Tout ça parce que je suis « grosse ». Aussi loin que je puisse m'en souvenir, je n'ai jamais été la fille avec un corps parfait, une plastique de rêve, je suis née j'avais déjà une bouée intégrée à mon ventre. Pratique. Je suis née comme ça, « ronde ».

Je suis née différente des autres. Ces autres qui rentrent dans un 36 et qui pleurent quand elles atteignent le 38 en disant « Que je suis grosse ! » Ces autres qui peuvent s'exhiber sans mal à la plage en bikini alors que moi, si je mets un bikini, il disparait sous mes bourrelets façon « armoire magique » à la Narnia. Oui, je suis grosse.

Et non, je ne l'assume pas.

Je veux être comme elles. Comme toutes ces autres. Je veux être mince, belle et jolie. Je veux être la fille qui plaît. C'est ridicule n'est-ce pas ? On vit dans une société où les gens sont de plus en plus ouverts d'esprits donc on devrait pouvoir se trouver une place et ce peu importe notre physique. Mais ce n'est pas le cas. Aujourd'hui encore, le pire cauchemar d'un enfant en surpoids se trouve dans la cour de récré de l'école. Parce que les enfants sont des monstres et les tutos beautés sur internet leurs usines.

Alors, je sais, vous vous dites sûrement « ouais c'est facile de se moquer et de critiquer alors qu'il y a des choses très bien », et je suis d'accord, après tout je n'y connais rien en maquillage et en beauté. Je confonds les crayons, ne sait pas faire la différence entre les teintes de rouges à lèvres, c'est à peine si je sais mettre du vernis sur mes ongles sans qu'ils ne ressemblent pour autant à une œuvre d'art. Parce que oui, je déborde. Beaucoup.

Je déborde de partout.

Mais le point n'est pas là. Le point est qu'avec internet maintenant, tout le monde se ressemble. Les filles achètent les mêmes produits. En font étalage de la même façon et finissent par toutes se ressembler.

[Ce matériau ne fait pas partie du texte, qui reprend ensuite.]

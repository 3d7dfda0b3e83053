use crate::math::{Point3, Vector3};

/// State shared by every mesh item.
#[derive(Debug, Clone, Copy, PartialEq, Eq)]
pub struct ItemState {
    /// Stable external id (1-based, as exported to solvers).
    pub nid: usize,
    /// Scratch integer for traversals. Not persisted; see [`crate::mesh::Mesh`].
    pub tag: i32,
    pub selected: bool,
    pub visible: bool,
}

impl ItemState {
    /// A visible, unselected item with the given external id.
    #[must_use]
    pub fn new(nid: usize) -> Self {
        Self {
            nid,
            tag: 0,
            selected: false,
            visible: true,
        }
    }
}

/// Access to the common state of a mesh item.
pub trait MeshItem {
    fn state(&self) -> &ItemState;
    fn state_mut(&mut self) -> &mut ItemState;

    fn is_visible(&self) -> bool {
        self.state().visible
    }

    fn is_selected(&self) -> bool {
        self.state().selected
    }
}

/// A mesh node.
#[derive(Debug, Clone)]
pub struct Node {
    pub state: ItemState,
    /// Position in the owning object's local frame.
    pub position: Point3,
    /// Geometric vertex this node sits on, if any (a corner node).
    pub gid: Option<usize>,
    /// `true` if the node lies on an external face.
    pub exterior: bool,
}

impl Node {
    #[must_use]
    pub fn new(nid: usize, position: Point3) -> Self {
        Self {
            state: ItemState::new(nid),
            position,
            gid: None,
            exterior: false,
        }
    }
}

/// A mesh edge (feature line of the discretization).
#[derive(Debug, Clone)]
pub struct MeshEdge {
    pub state: ItemState,
    pub nodes: [usize; 2],
    /// Edge continuing the line at `nodes[0]` / `nodes[1]`.
    pub nbr: [Option<usize>; 2],
    /// Geometric edge this mesh edge discretizes, if any.
    pub gid: Option<usize>,
}

impl MeshEdge {
    #[must_use]
    pub fn new(nid: usize, nodes: [usize; 2], gid: Option<usize>) -> Self {
        Self {
            state: ItemState::new(nid),
            nodes,
            nbr: [None; 2],
            gid,
        }
    }

    /// Position of `node` in this edge, if it is one of its end nodes.
    #[must_use]
    pub fn find_node(&self, node: usize) -> Option<usize> {
        self.nodes.iter().position(|&n| n == node)
    }
}

/// Supported face shapes.
#[derive(Debug, Clone, Copy, PartialEq, Eq)]
pub enum FaceShape {
    Tri3,
    Quad4,
}

impl FaceShape {
    /// Number of corner nodes (and sides).
    #[must_use]
    pub fn node_count(self) -> usize {
        match self {
            Self::Tri3 => 3,
            Self::Quad4 => 4,
        }
    }

    /// Shape matching a node count.
    #[must_use]
    pub fn from_node_count(n: usize) -> Option<Self> {
        match n {
            3 => Some(Self::Tri3),
            4 => Some(Self::Quad4),
            _ => None,
        }
    }
}

/// A mesh face: a boundary or partition-interface facet, or the face of a
/// shell element.
#[derive(Debug, Clone)]
pub struct Face {
    pub state: ItemState,
    pub shape: FaceShape,
    nodes: [usize; 4],
    /// Neighbouring face across side `i` (nodes `i` and `i + 1`).
    pub nbr: [Option<usize>; 4],
    /// Elements on either side. `elements[1]` is `None` for an external face.
    pub elements: [Option<usize>; 2],
    /// Unit normal, updated by [`crate::mesh::Mesh::update_topology`].
    pub normal: Vector3,
    /// Surface partition this face belongs to.
    pub gid: Option<usize>,
}

impl Face {
    /// Creates a face from 3 or 4 nodes. Returns `None` for other counts.
    #[must_use]
    pub fn new(nid: usize, nodes: &[usize], gid: Option<usize>) -> Option<Self> {
        let shape = FaceShape::from_node_count(nodes.len())?;
        let mut n = [0; 4];
        n[..nodes.len()].copy_from_slice(nodes);
        Some(Self {
            state: ItemState::new(nid),
            shape,
            nodes: n,
            nbr: [None; 4],
            elements: [None; 2],
            normal: Vector3::zeros(),
            gid,
        })
    }

    /// Corner nodes, counter-clockwise seen from outside.
    #[must_use]
    pub fn nodes(&self) -> &[usize] {
        &self.nodes[..self.shape.node_count()]
    }

    /// Number of sides.
    #[must_use]
    pub fn side_count(&self) -> usize {
        self.shape.node_count()
    }

    /// Node pair of side `i`.
    #[must_use]
    pub fn side(&self, i: usize) -> [usize; 2] {
        let n = self.side_count();
        [self.nodes[i % n], self.nodes[(i + 1) % n]]
    }

    /// Position of `node` in this face, if present.
    #[must_use]
    pub fn find_node(&self, node: usize) -> Option<usize> {
        self.nodes().iter().position(|&n| n == node)
    }

    /// `true` when no second element sits behind this face.
    #[must_use]
    pub fn is_external(&self) -> bool {
        self.elements[1].is_none()
    }

    /// Triangulation as node triples: `(0, 1, 2)` and, for quads, `(2, 3, 0)`.
    #[must_use]
    pub fn triangles(&self) -> Vec<[usize; 3]> {
        let n = &self.nodes;
        match self.shape {
            FaceShape::Tri3 => vec![[n[0], n[1], n[2]]],
            FaceShape::Quad4 => vec![[n[0], n[1], n[2]], [n[2], n[3], n[0]]],
        }
    }
}

macro_rules! impl_mesh_item {
    ($($ty:ty),*) => {
        $(impl MeshItem for $ty {
            fn state(&self) -> &ItemState {
                &self.state
            }
            fn state_mut(&mut self) -> &mut ItemState {
                &mut self.state
            }
        })*
    };
}

impl_mesh_item!(Node, MeshEdge, Face, super::Element);

#[cfg(test)]
#[allow(clippy::unwrap_used)]
mod tests {
    use super::*;

    #[test]
    fn face_rejects_bad_node_count() {
        assert!(Face::new(1, &[0, 1], None).is_none());
        assert!(Face::new(1, &[0, 1, 2, 3, 4], None).is_none());
    }

    #[test]
    fn quad_sides_wrap_around() {
        let f = Face::new(1, &[4, 5, 6, 7], Some(0)).unwrap();
        assert_eq!(f.nodes(), &[4, 5, 6, 7]);
        assert_eq!(f.side(3), [7, 4]);
        assert_eq!(f.triangles(), vec![[4, 5, 6], [6, 7, 4]]);
        assert_eq!(f.find_node(6), Some(2));
        assert!(f.is_external());
    }

    #[test]
    fn tri_has_three_sides() {
        let f = Face::new(1, &[0, 1, 2], None).unwrap();
        assert_eq!(f.side_count(), 3);
        assert_eq!(f.side(2), [2, 0]);
        assert_eq!(f.triangles().len(), 1);
    }

    #[test]
    fn item_state_defaults() {
        let n = Node::new(3, Point3::origin());
        assert!(n.is_visible());
        assert!(!n.is_selected());
        assert_eq!(n.state.nid, 3);
    }
}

À tel point que des critères « physiques » sont nés. Et que l'on ne me mente pas en me disant le contraire. Parce que je le sais, je le sais que trop bien.

Aujourd'hui la guerre est à la popularité. A la recherche de reconnaissance et de l'estime de soi. Aujourd'hui, la guerre dans la cour de récré est devenue sans merci.

 - Alex ! Si tu ne te dépêches pas, tu vas être en retard ! 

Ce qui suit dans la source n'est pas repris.